Goal of the exercise
Retype the records below from their first line through the line containing "so a session", and include nothing else.

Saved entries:

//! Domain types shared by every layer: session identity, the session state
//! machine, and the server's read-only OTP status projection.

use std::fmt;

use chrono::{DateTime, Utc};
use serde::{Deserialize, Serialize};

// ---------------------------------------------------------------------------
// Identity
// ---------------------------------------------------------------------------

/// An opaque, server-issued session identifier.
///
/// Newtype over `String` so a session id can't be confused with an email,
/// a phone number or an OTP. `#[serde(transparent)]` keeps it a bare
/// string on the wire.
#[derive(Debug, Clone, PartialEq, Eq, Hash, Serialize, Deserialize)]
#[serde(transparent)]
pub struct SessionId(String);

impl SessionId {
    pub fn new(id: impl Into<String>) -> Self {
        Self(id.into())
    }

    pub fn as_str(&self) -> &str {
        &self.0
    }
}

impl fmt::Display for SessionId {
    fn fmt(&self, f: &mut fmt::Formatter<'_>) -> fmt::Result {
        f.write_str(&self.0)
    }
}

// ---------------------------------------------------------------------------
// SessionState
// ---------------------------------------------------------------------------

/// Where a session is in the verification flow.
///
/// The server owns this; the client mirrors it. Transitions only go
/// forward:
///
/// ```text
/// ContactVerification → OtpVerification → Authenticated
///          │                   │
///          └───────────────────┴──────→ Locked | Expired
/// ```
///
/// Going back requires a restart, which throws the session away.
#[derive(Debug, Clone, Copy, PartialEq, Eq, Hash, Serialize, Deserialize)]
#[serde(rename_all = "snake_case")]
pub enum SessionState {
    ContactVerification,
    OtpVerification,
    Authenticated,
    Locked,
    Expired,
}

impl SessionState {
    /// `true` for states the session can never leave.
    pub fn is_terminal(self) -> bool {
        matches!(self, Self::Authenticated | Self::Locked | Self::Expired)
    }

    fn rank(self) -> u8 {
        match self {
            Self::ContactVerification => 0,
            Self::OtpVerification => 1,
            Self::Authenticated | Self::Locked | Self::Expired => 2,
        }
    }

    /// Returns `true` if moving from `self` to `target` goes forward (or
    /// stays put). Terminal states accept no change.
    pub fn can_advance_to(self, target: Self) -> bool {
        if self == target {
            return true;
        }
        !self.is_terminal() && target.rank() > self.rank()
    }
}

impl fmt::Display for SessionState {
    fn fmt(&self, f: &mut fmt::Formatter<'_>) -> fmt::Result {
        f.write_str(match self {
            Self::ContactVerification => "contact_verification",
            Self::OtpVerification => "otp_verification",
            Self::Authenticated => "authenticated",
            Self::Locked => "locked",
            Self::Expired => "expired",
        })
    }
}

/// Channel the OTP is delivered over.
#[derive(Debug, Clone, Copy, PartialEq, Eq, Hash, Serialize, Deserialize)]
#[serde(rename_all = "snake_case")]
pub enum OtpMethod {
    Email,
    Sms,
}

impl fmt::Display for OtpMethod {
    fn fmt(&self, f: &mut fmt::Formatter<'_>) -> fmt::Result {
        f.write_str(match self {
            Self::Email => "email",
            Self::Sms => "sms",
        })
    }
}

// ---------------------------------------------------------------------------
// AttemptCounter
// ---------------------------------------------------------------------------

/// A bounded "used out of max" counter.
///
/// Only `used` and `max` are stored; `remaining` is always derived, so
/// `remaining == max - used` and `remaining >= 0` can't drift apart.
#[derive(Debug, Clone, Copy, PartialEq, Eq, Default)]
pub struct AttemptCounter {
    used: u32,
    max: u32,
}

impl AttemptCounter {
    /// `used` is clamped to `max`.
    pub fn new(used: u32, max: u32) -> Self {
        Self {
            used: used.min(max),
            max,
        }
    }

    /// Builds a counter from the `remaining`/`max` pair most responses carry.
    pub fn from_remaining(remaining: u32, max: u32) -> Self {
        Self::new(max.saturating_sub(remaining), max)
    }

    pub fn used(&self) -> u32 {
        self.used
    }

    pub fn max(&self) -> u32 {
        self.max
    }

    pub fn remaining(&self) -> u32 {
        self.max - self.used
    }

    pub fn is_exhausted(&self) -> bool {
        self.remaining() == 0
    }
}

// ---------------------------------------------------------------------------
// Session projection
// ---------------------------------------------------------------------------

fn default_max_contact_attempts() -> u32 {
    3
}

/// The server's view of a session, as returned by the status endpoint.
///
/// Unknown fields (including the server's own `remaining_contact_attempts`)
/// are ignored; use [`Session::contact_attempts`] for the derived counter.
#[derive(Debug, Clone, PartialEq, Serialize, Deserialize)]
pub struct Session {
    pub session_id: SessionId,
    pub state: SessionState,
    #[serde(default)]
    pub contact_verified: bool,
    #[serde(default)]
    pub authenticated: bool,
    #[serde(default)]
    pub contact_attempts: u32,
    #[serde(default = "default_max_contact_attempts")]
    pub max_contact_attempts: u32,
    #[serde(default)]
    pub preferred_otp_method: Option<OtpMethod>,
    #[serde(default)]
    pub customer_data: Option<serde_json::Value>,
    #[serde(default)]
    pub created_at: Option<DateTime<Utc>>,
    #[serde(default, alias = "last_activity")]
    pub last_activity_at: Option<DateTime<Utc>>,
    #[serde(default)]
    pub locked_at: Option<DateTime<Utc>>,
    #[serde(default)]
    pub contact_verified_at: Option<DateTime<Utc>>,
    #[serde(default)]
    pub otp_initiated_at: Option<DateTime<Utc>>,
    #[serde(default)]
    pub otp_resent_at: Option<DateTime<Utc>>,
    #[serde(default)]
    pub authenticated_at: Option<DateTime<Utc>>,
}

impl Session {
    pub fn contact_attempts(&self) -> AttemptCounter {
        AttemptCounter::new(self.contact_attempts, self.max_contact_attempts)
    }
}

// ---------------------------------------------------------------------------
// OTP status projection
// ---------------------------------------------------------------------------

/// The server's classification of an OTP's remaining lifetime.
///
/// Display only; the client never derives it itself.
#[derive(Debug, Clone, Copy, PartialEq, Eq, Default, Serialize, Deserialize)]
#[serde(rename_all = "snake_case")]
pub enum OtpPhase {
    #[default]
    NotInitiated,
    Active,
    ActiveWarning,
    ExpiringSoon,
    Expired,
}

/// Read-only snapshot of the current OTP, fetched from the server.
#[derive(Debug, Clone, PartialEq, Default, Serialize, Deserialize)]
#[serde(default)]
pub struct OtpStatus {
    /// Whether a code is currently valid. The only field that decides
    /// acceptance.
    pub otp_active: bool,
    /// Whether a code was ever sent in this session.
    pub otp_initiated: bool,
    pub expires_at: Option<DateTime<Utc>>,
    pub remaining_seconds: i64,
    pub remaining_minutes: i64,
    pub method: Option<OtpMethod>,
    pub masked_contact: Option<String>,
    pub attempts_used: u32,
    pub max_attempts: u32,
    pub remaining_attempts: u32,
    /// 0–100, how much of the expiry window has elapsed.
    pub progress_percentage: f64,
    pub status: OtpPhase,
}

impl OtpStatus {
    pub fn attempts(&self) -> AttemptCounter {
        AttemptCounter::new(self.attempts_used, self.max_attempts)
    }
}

Answer to the exercise
//! Domain types shared by every layer: session identity, the session state
//! machine, and the server's read-only OTP status projection.

use std::fmt;

use chrono::{DateTime, Utc};
use serde::{Deserialize, Serialize};

// ---------------------------------------------------------------------------
// Identity
// ---------------------------------------------------------------------------

/// An opaque, server-issued session identifier.
///
/// Newtype over `String` so a session id can't be confused with an email,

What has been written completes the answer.